*Activity*.
Beginning at the top of the listing, repeat each line exactly until the line with "use crate::freelist::RawFreeList;" has been repeated too.

(The data)

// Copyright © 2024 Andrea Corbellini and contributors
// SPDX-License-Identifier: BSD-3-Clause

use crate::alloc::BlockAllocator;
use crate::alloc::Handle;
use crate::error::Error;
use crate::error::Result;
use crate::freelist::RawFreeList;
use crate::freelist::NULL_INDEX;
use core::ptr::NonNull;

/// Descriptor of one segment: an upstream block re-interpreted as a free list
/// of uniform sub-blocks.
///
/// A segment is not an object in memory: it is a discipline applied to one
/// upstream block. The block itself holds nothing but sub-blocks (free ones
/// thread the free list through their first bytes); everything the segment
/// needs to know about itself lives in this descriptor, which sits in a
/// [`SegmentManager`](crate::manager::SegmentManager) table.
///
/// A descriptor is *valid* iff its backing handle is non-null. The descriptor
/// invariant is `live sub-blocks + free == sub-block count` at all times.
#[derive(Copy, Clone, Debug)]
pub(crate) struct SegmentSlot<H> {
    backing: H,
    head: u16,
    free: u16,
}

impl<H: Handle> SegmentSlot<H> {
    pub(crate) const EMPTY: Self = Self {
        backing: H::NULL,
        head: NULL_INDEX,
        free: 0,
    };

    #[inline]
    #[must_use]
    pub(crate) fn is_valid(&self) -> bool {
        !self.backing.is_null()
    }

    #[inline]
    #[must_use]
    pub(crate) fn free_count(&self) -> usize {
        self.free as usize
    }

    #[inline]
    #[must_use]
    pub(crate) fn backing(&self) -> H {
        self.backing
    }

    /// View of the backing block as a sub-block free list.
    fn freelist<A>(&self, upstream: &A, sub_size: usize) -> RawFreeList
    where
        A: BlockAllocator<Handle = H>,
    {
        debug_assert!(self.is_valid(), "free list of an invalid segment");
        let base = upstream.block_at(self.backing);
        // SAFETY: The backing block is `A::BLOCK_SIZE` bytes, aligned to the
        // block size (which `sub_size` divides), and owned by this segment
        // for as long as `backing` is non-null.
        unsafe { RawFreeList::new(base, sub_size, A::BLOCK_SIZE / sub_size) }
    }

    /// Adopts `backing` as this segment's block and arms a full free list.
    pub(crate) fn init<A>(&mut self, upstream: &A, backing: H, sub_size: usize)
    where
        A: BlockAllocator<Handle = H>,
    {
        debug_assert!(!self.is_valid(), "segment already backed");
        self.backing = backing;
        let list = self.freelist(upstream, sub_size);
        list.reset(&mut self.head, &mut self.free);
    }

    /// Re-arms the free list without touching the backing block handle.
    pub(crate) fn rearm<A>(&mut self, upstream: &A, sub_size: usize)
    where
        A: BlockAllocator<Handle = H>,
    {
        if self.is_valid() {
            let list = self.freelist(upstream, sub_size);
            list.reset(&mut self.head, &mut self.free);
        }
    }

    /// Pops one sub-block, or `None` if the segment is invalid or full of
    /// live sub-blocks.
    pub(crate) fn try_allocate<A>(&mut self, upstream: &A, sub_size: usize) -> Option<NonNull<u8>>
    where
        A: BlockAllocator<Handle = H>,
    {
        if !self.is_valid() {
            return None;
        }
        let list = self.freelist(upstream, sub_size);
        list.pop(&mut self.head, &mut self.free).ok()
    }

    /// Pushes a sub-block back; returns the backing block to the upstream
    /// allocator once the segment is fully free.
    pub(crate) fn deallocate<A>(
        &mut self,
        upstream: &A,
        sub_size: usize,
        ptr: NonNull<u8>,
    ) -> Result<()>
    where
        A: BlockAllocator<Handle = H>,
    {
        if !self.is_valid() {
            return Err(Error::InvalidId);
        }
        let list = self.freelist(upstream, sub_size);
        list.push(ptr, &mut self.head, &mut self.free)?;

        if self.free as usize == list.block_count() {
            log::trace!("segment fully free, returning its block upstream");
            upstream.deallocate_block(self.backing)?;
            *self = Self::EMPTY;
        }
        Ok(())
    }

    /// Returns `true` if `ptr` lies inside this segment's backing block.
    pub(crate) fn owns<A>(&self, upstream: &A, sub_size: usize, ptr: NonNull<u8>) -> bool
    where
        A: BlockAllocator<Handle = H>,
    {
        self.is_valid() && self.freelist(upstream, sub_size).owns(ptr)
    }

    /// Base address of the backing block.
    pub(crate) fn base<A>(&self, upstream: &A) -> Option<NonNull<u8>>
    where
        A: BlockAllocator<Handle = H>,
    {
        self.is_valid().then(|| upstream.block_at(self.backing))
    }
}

(End The data)

*Result of the exercise*.
// Copyright © 2024 Andrea Corbellini and contributors
// SPDX-License-Identifier: BSD-3-Clause

use crate::alloc::BlockAllocator;
use crate::alloc::Handle;
use crate::error::Error;
use crate::error::Result;
use crate::freelist::RawFreeList;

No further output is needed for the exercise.